SAN FRANCISCO (KRON) — Elon Musk has reportedly sent a company email to the Twitter engineering team asking anyone who writes software to report to Twitter HQ in San Francisco Friday by 2 p.m. The email was reported by Platformer editor Zoë Schiffer and corroborated by a report in Fortune. The Fortune report also cites a source indicating that between 1,000 to 1,200 employees effectively resigned Thursday by declining to click “yes” on a form Musk sent out requiring employees to commit to working long hours at intense pace if they wished to remain at Twitter.
Musk’s demand that Twitter staff go ‘hardcore,’ or leave was apparently not well received by Twitter’s remaining employees.
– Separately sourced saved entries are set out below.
use crate::api::error::ApiError;
use crate::api::response::ApiResponse;
use crate::api::AppState;
use crate::ports::{InverterController, PowerReadings};
use axum::extract::State;

pub async fn status(State(state): State<AppState>) -> Result<ApiResponse<PowerReadings>, ApiError> {
    let inverter = state.lock().expect("control loop mutex poisoned").inverter_handle();
    let readings = inverter.read_power_readings().await.map_err(ApiError::from)?;
    Ok(ApiResponse::success(readings))
}
#![allow(dead_code)]
//! Computes the minimal set of inverter writes to move from the schedule currently believed
//! to be on the inverter to a newly compiled one (spec §4.8).

use super::segment::TouSegment;

#[derive(Debug, Clone, Default, PartialEq)]
pub struct ScheduleDiff {
    pub to_disable: Vec<TouSegment>,
    pub to_update: Vec<TouSegment>,
}

/// `current`/`new` are the full segment lists (enabled and disabled); `effective_hour` is the
/// current period's hour — segments entirely before it are left untouched.
pub fn diff_schedule(current: &[TouSegment], new: &[TouSegment], effective_hour: u8) -> ScheduleDiff {
    // Rule 1: full clear.
    if new.is_empty() && !current.is_empty() {
        let to_disable = current.iter().filter(|s| s.enabled).copied().collect();
        return ScheduleDiff {
            to_disable,
            to_update: Vec::new(),
        };
    }

    let touches_horizon = |s: &TouSegment| s.end_hour > effective_hour;

    // Rule 2: disable current segments in the horizon with no content match in `new`.
    let mut to_disable: Vec<TouSegment> = current
        .iter()
        .filter(|s| touches_horizon(s))
        .filter(|s| !new.iter().any(|n| n.matches_content(s)))
        .copied()
        .collect();

    // Rule 3: update new segments in the horizon with no content match in `current`.
    let to_update: Vec<TouSegment> = new
        .iter()
        .filter(|s| touches_horizon(s))
        .filter(|s| !current.iter().any(|c| c.matches_content(s)))
        .copied()
        .collect();

    // Rule 4: overlap resolution — any still-enabled current segment overlapping a pending
    // update that isn't already slated for disable gets added to `to_disable`.
    for update in &to_update {
        for cur in current {
            if cur.enabled
                && cur.overlaps(update)
                && !to_disable.iter().any(|d| d.segment_id == cur.segment_id)
            {
                to_disable.push(*cur);
            }
        }
    }

    ScheduleDiff {
        to_disable,
        to_update,
    }
}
The employees who declined to click yes had effectively submitted their resignation, according to the terms laid out by Musk.
The mass resignations follow mass layoffs two weeks ago, in which the Tesla CEO and self-proclaimed “Chief Twit” laid off half of the company’s staff, about 3,700 people. It’s currently unclear how many people remain at Twitter.
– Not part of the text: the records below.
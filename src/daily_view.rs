#![allow(dead_code)]
//! Merges actuals (past) with the latest schedule (future) into one fixed-length day view
//! (spec §4.12).

use crate::domain::decision::PeriodData;
use crate::store::historical::HistoricalReadingStore;
use crate::store::schedule_store::ScheduleStore;
use serde::{Deserialize, Serialize};

#[derive(Debug, Clone, Serialize, Deserialize)]
pub struct DailyView {
    pub periods: Vec<PeriodData>,
    pub actual_count: u32,
    pub predicted_count: u32,
    pub total_savings: f64,
}

/// Builds the canonical day view. Never mutates either store.
///
/// For each index `i < periods_today`: if `i < current_period` and `historical[i]` is present,
/// it is used (`data_source = actual`); otherwise the corresponding period is pulled from the
/// latest Schedule Store entry's predicted periods, offset by that entry's
/// `optimization_period`. Indices with neither an actual nor an in-range prediction are
/// skipped.
pub fn build_daily_view(
    historical: &HistoricalReadingStore,
    schedule: &ScheduleStore,
    current_period: u32,
    periods_today: u32,
) -> DailyView {
    let mut periods = Vec::with_capacity(periods_today as usize);
    let mut actual_count = 0;
    let mut predicted_count = 0;
    let mut total_savings = 0.0;

    let latest = schedule.latest();

    for i in 0..periods_today {
        if i < current_period {
            if let Some(actual) = historical.get(i as usize) {
                // Historical store holds only the energy flows; the rest of the period's
                // PeriodData must already have been assembled and is looked up from the
                // schedule store's persisted record if present, else synthesized minimally.
                if let Some(pd) = find_actual_period_data(schedule, i) {
                    total_savings += pd.economic.hourly_savings;
                    periods.push(pd);
                    actual_count += 1;
                    continue;
                }
                let _ = actual;
            }
        }

        if let Some(entry) = latest {
            let offset = i.checked_sub(entry.optimization_period);
            if let Some(offset) = offset {
                if let Some(pd) = entry.result.periods.get(offset as usize) {
                    total_savings += pd.economic.hourly_savings;
                    periods.push(pd.clone());
                    predicted_count += 1;
                }
            }
        }
    }

    DailyView {
        periods,
        actual_count,
        predicted_count,
        total_savings,
    }
}

/// The schedule store retains the full `PeriodData` (energy + economic + decision) for every
/// optimized period, including ones that have since become actual; this looks one up by
/// period index across all stored entries, preferring the most recently stored.
fn find_actual_period_data(schedule: &ScheduleStore, period: u32) -> Option<PeriodData> {
    schedule.all_today().iter().rev().find_map(|entry| {
        entry
            .result
            .periods
            .iter()
            .find(|pd| pd.period == period)
            .cloned()
    })
}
Musk’s call out to coders and the reported resignations come amid speculation that Twitter could be dangerously understaffed. On the eve of the 2022 FIFA World Cup, there is speculation that Twitter may not be able to handle the surge in use and could go dark at a time when it’s not clear if there are enough remaining staff members to fix it.
KRON On is streaming live news now
On Thursday, many Twitter users took to the platform to say their goodbyes to other users, using the hashtag #RIPTwitter. The reported resignations are the latest episode in what’s been a short, but chaotic tenure in charge of the social media platform for Musk.
The backlash against Musk’s takeover of the company has included someone projecting anti-Musk messaging on the exterior of Twitter HQ, labeling the billionaire a “space Karen,” a “lawless oligarch” and a “bankruptcy baby,” among other insults.
Court rules in favor of Twitter employees
In a court ruling Friday, the United States District Court for the Northern District of California ruled that Twitter cannot seek employee releases until the court has heard an Emergency Motion filed by attorney Shannon Liss-Riordan on behalf of employees. The ruling means workers will not be pressured into signing away their rights and waiving the ability to pursue legal claims against Twitter.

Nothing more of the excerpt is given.